## TASK ITEM
Transcribe the records word for word, beginning with the first line and ending with the line that contains "pub enum KeyPredicate"; include nothing else.

## GIVEN ENTRIES
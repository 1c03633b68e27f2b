//! Cache keys and key predicates.

use marquee_core::params::ListParams;
use marquee_core::{EntityId, Resource};
use std::fmt;

/// Structural identifier of one cached view.
///
/// Keys compare by value: the same page requested with the same parameters
/// always lands on the same entry, and filters compare order-independently
/// because `ListParams` keeps them sorted.
#[derive(Debug, Clone, PartialEq, Eq, Hash)]
pub enum QueryKey {
    /// One page of a collection under concrete list parameters.
    Collection { resource: Resource, params: ListParams },
    /// A single entity fetched by id.
    Detail { resource: Resource, id: EntityId },
}

impl QueryKey {
    pub fn collection(resource: Resource, params: ListParams) -> Self {
        Self::Collection { resource, params }
    }

    pub fn detail(resource: Resource, id: EntityId) -> Self {
        Self::Detail { resource, id }
    }

    pub fn resource(&self) -> Resource {
        match self {
            QueryKey::Collection { resource, .. } => *resource,
            QueryKey::Detail { resource, .. } => *resource,
        }
    }

    pub fn is_collection(&self) -> bool {
        matches!(self, QueryKey::Collection { .. })
    }

    pub fn detail_id(&self) -> Option<EntityId> {
        match self {
            QueryKey::Detail { id, .. } => Some(*id),
            QueryKey::Collection { .. } => None,
        }
    }
}

impl fmt::Display for QueryKey {
    fn fmt(&self, f: &mut fmt::Formatter<'_>) -> fmt::Result {
        match self {
            QueryKey::Collection { resource, params } => write!(f, "{resource}?{params}"),
            QueryKey::Detail { resource, id } => write!(f, "{resource}/{id}"),
        }
    }
}

/// Predicate over cache keys, produced by invalidation planning.
#[derive(Debug, Clone, PartialEq, Eq)]
pub enum KeyPredicate {
    /// Every collection view of a resource, regardless of page, search, or
    /// filters.
    Collections(Resource),
    /// The detail view of one entity.
    Detail { resource: Resource, id: EntityId },
}

impl KeyPredicate {
    pub fn resource(&self) -> Resource {
        match self {
            KeyPredicate::Collections(resource) => *resource,
            KeyPredicate::Detail { resource, .. } => *resource,
        }
    }

    pub fn matches(&self, key: &QueryKey) -> bool {
        match self {
            KeyPredicate::Collections(resource) => {
                matches!(key, QueryKey::Collection { resource: r, .. } if r == resource)
            }
            KeyPredicate::Detail { resource, id } => {
                matches!(key, QueryKey::Detail { resource: r, id: i } if r == resource && i == id)
            }
        }
    }
}
//! Port traits between the data layer and the surrounding application.

use crate::error::{Error, Result};
use crate::ids::EntityId;
use crate::order::OrderMapping;
use crate::page::Page;
use crate::params::ListParams;
use crate::record::Record;
use async_trait::async_trait;

/// Typed CRUD access to one server collection.
///
/// The surrounding application supplies an implementation per resource;
/// transport, authentication, and retries are its concern. Every method
/// maps to exactly one logical server operation.
#[async_trait]
pub trait ResourceClient<T: Record>: Send + Sync {
    async fn list(&self, params: &ListParams) -> Result<Page<T>>;

    async fn get(&self, id: EntityId) -> Result<T>;

    async fn create(&self, draft: &T::Draft) -> Result<T>;

    async fn update(&self, id: EntityId, patch: &T::Patch) -> Result<T>;

    async fn delete(&self, id: EntityId) -> Result<()>;

    /// Persist a new ordering for rows in one parent scope. Only resources
    /// with an order column implement this.
    async fn reorder(&self, mapping: &OrderMapping) -> Result<()> {
        let _ = mapping;
        Err(Error::Internal(format!("Reorder not supported for {}", T::RESOURCE)))
    }
}
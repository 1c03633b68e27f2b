//! Questionnaires, their fields, and submitted responses.

use crate::ids::EntityId;
use crate::record::{Ordered, Record};
use crate::resource::Resource;
use chrono::{DateTime, Utc};
use schemars::JsonSchema;
use serde::{Deserialize, Serialize};

/// A form attached to an event type, filled in by attendees.
#[derive(Debug, Clone, PartialEq, Serialize, Deserialize, JsonSchema)]
pub struct Questionnaire {
    pub id: EntityId,
    pub event_type_id: EntityId,
    pub name: String,
    pub description: Option<String>,
    pub is_published: bool,
    pub created_at: DateTime<Utc>,
    pub updated_at: DateTime<Utc>,
}

#[derive(Debug, Clone, Serialize, Deserialize, JsonSchema)]
pub struct QuestionnaireDraft {
    pub event_type_id: EntityId,
    pub name: String,
    pub description: Option<String>,
}

#[derive(Debug, Clone, Default, Serialize, Deserialize, JsonSchema)]
pub struct QuestionnairePatch {
    pub name: Option<String>,
    pub description: Option<String>,
    pub is_published: Option<bool>,
}

impl Record for Questionnaire {
    const RESOURCE: Resource = Resource::Questionnaires;
    type Draft = QuestionnaireDraft;
    type Patch = QuestionnairePatch;

    fn id(&self) -> EntityId {
        self.id
    }

    fn from_draft(draft: &Self::Draft, id: EntityId) -> Self {
        let now = Utc::now();
        Self {
            id,
            event_type_id: draft.event_type_id,
            name: draft.name.clone(),
            description: draft.description.clone(),
            is_published: false,
            created_at: now,
            updated_at: now,
        }
    }

    fn with_patch(&self, patch: &Self::Patch) -> Self {
        let mut next = self.clone();
        if let Some(name) = &patch.name {
            next.name = name.clone();
        }
        if let Some(description) = &patch.description {
            next.description = Some(description.clone());
        }
        if let Some(is_published) = patch.is_published {
            next.is_published = is_published;
        }
        next.updated_at = Utc::now();
        next
    }
}

/// Input widget a questionnaire field renders as.
#[derive(Debug, Clone, Copy, PartialEq, Eq, Serialize, Deserialize, JsonSchema)]
#[serde(rename_all = "snake_case")]
pub enum FieldKind {
    Text,
    Number,
    Checkbox,
    Select,
    Date,
}

/// One question within a questionnaire, positioned by `order`.
#[derive(Debug, Clone, PartialEq, Serialize, Deserialize, JsonSchema)]
pub struct QuestionnaireField {
    pub id: EntityId,
    pub questionnaire_id: EntityId,
    pub label: String,
    pub kind: FieldKind,
    pub required: bool,
    /// One-based position within the parent questionnaire.
    pub order: i64,
}

#[derive(Debug, Clone, Serialize, Deserialize, JsonSchema)]
pub struct QuestionnaireFieldDraft {
    pub questionnaire_id: EntityId,
    pub label: String,
    pub kind: FieldKind,
    #[serde(default)]
    pub required: bool,
    pub order: i64,
}

#[derive(Debug, Clone, Default, Serialize, Deserialize, JsonSchema)]
pub struct QuestionnaireFieldPatch {
    pub label: Option<String>,
    pub kind: Option<FieldKind>,
    pub required: Option<bool>,
    pub order: Option<i64>,
}

impl Record for QuestionnaireField {
    const RESOURCE: Resource = Resource::QuestionnaireFields;
    type Draft = QuestionnaireFieldDraft;
    type Patch = QuestionnaireFieldPatch;

    fn id(&self) -> EntityId {
        self.id
    }

    fn from_draft(draft: &Self::Draft, id: EntityId) -> Self {
        Self {
            id,
            questionnaire_id: draft.questionnaire_id,
            label: draft.label.clone(),
            kind: draft.kind,
            required: draft.required,
            order: draft.order,
        }
    }

    fn with_patch(&self, patch: &Self::Patch) -> Self {
        let mut next = self.clone();
        if let Some(label) = &patch.label {
            next.label = label.clone();
        }
        if let Some(kind) = patch.kind {
            next.kind = kind;
        }
        if let Some(required) = patch.required {
            next.required = required;
        }
        if let Some(order) = patch.order {
            next.order = order;
        }
        next
    }
}

impl Ordered for QuestionnaireField {
    fn order(&self) -> i64 {
        self.order
    }

    fn with_order(&self, order: i64) -> Self {
        let mut next = self.clone();
        next.order = order;
        next
    }

    fn scope(&self) -> EntityId {
        self.questionnaire_id
    }
}

/// A single answer inside a submitted response.
#[derive(Debug, Clone, PartialEq, Serialize, Deserialize, JsonSchema)]
pub struct ResponseAnswer {
    pub field_id: EntityId,
    pub value: String,
}

/// One submission of a questionnaire.
#[derive(Debug, Clone, PartialEq, Serialize, Deserialize, JsonSchema)]
pub struct QuestionnaireResponse {
    pub id: EntityId,
    pub questionnaire_id: EntityId,
    pub respondent: String,
    pub submitted_at: DateTime<Utc>,
    pub answers: Vec<ResponseAnswer>,
}

#[derive(Debug, Clone, Serialize, Deserialize, JsonSchema)]
pub struct QuestionnaireResponseDraft {
    pub questionnaire_id: EntityId,
    pub respondent: String,
    pub answers: Vec<ResponseAnswer>,
}

/// Responses are read-mostly; the only admin edit is fixing a respondent.
#[derive(Debug, Clone, Default, Serialize, Deserialize, JsonSchema)]
pub struct QuestionnaireResponsePatch {
    pub respondent: Option<String>,
}

impl Record for QuestionnaireResponse {
    const RESOURCE: Resource = Resource::QuestionnaireResponses;
    type Draft = QuestionnaireResponseDraft;
    type Patch = QuestionnaireResponsePatch;

    fn id(&self) -> EntityId {
        self.id
    }

    fn from_draft(draft: &Self::Draft, id: EntityId) -> Self {
        Self {
            id,
            questionnaire_id: draft.questionnaire_id,
            respondent: draft.respondent.clone(),
            submitted_at: Utc::now(),
            answers: draft.answers.clone(),
        }
    }

    fn with_patch(&self, patch: &Self::Patch) -> Self {
        let mut next = self.clone();
        if let Some(respondent) = &patch.respondent {
            next.respondent = respondent.clone();
        }
        next
    }
}
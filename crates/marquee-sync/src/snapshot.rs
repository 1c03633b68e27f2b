//! Pre-mutation snapshots for rollback.

use marquee_core::{Page, Record};
use marquee_store::{CacheEntry, QueryKey, ResourceCache};

/// Verbatim pre-mutation state of every key a mutation targets.
///
/// Captured before the optimistic patch runs, and the single source of
/// truth for rollback. Restoring writes every captured entry back exactly
/// and removes entries that did not exist, all targets or none.
pub struct Snapshot<T: Record> {
    pages: Vec<(QueryKey, Option<CacheEntry<Page<T>>>)>,
    items: Vec<(QueryKey, Option<CacheEntry<T>>)>,
}

impl<T: Record> Snapshot<T> {
    pub fn capture(cache: &ResourceCache<T>, targets: &[QueryKey]) -> Self {
        let mut pages = Vec::new();
        let mut items = Vec::new();
        for key in targets {
            if key.is_collection() {
                pages.push((key.clone(), cache.lists().peek(key)));
            } else {
                items.push((key.clone(), cache.details().peek(key)));
            }
        }
        Self { pages, items }
    }

    /// Write every captured entry back.
    pub fn restore(self, cache: &ResourceCache<T>) {
        for (key, snapshot) in self.pages {
            cache.lists().restore(&key, snapshot);
        }
        for (key, snapshot) in self.items {
            cache.details().restore(&key, snapshot);
        }
    }

    pub fn len(&self) -> usize {
        self.pages.len() + self.items.len()
    }

    pub fn is_empty(&self) -> bool {
        self.pages.is_empty() && self.items.is_empty()
    }

    pub fn keys(&self) -> impl Iterator<Item = &QueryKey> {
        self.pages
            .iter()
            .map(|(key, _)| key)
            .chain(self.items.iter().map(|(key, _)| key))
    }
}
//! Integration test infrastructure for the Marquee client cache.
//!
//! This crate provides an in-memory resource server plus fixtures and
//! helpers for driving the cache through realistic admin-console flows.
//!
//! # Usage
//!
//! ```ignore
//! use marquee_tests::{admin_cache, EventTypeFixture};
//!
//! #[tokio::test]
//! async fn test_something() {
//!     let (cache, backend) = admin_cache().await;
//!     backend.event_types.insert(EventTypeFixture::active(1, "Gala")).await;
//!     // Drive cache.event_types, assert against backend.event_types.
//! }
//! ```

pub mod fixtures;
pub mod helpers;
pub mod server;

pub use fixtures::*;
pub use helpers::*;
pub use server::{CallRecord, InMemoryServer, ServerGate};

/// Initialize test logging (call once per test binary).
pub fn init_test_logging() {
    use tracing_subscriber::{fmt, EnvFilter};

    let _ = fmt()
        .with_env_filter(
            EnvFilter::try_from_default_env()
                .unwrap_or_else(|_| EnvFilter::new("warn,marquee=debug")),
        )
        .with_test_writer()
        .try_init();
}
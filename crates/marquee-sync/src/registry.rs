//! Cross-resource routing of invalidation plans.

use crate::invalidation::{InvalidationPlan, RefreshMode};
use async_trait::async_trait;
use marquee_core::Resource;
use marquee_store::KeyPredicate;
use std::collections::HashMap;
use std::sync::Arc;
use tokio::sync::RwLock;
use tracing::debug;

/// One resource's cache as an invalidation target, type-erased so a plan
/// for questionnaires can reach into fields and responses.
#[async_trait]
pub trait InvalidationTarget: Send + Sync {
    fn resource(&self) -> Resource;

    /// Mark matching entries stale and schedule refreshes per `mode`.
    async fn invalidate(&self, predicate: &KeyPredicate, mode: RefreshMode);
}

/// Registry of every resource cache, addressed by resource.
#[derive(Default)]
pub struct CacheRegistry {
    targets: RwLock<HashMap<Resource, Arc<dyn InvalidationTarget>>>,
}

impl CacheRegistry {
    pub fn new() -> Self {
        Self::default()
    }

    pub async fn register(&self, target: Arc<dyn InvalidationTarget>) {
        self.targets.write().await.insert(target.resource(), target);
    }

    /// Route each predicate to the cache it addresses. Predicates for
    /// unregistered resources are skipped; there is nothing cached to go
    /// stale.
    pub async fn apply(&self, plan: &InvalidationPlan) {
        let targets = self.targets.read().await;
        for predicate in &plan.predicates {
            match targets.get(&predicate.resource()) {
                Some(target) => target.invalidate(predicate, plan.mode).await,
                None => {
                    debug!(
                        resource = %predicate.resource(),
                        "No cache registered for invalidation"
                    );
                }
            }
        }
    }
}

## ANSWER SPACE
repository 1c03633b68e27f2b
//! Cache keys and key predicates.

use marquee_core::params::ListParams;
use marquee_core::{EntityId, Resource};
use std::fmt;

/// Structural identifier of one cached view.
///
/// Keys compare by value: the same page requested with the same parameters
/// always lands on the same entry, and filters compare order-independently
/// because `ListParams` keeps them sorted.
#[derive(Debug, Clone, PartialEq, Eq, Hash)]
pub enum QueryKey {
    /// One page of a collection under concrete list parameters.
    Collection { resource: Resource, params: ListParams },
    /// A single entity fetched by id.
    Detail { resource: Resource, id: EntityId },
}

impl QueryKey {
    pub fn collection(resource: Resource, params: ListParams) -> Self {
        Self::Collection { resource, params }
    }

    pub fn detail(resource: Resource, id: EntityId) -> Self {
        Self::Detail { resource, id }
    }

    pub fn resource(&self) -> Resource {
        match self {
            QueryKey::Collection { resource, .. } => *resource,
            QueryKey::Detail { resource, .. } => *resource,
        }
    }

    pub fn is_collection(&self) -> bool {
        matches!(self, QueryKey::Collection { .. })
    }

    pub fn detail_id(&self) -> Option<EntityId> {
        match self {
            QueryKey::Detail { id, .. } => Some(*id),
            QueryKey::Collection { .. } => None,
        }
    }
}

impl fmt::Display for QueryKey {
    fn fmt(&self, f: &mut fmt::Formatter<'_>) -> fmt::Result {
        match self {
            QueryKey::Collection { resource, params } => write!(f, "{resource}?{params}"),
            QueryKey::Detail { resource, id } => write!(f, "{resource}/{id}"),
        }
    }
}

/// Predicate over cache keys, produced by invalidation planning.
#[derive(Debug, Clone, PartialEq, Eq)]
pub enum KeyPredicate {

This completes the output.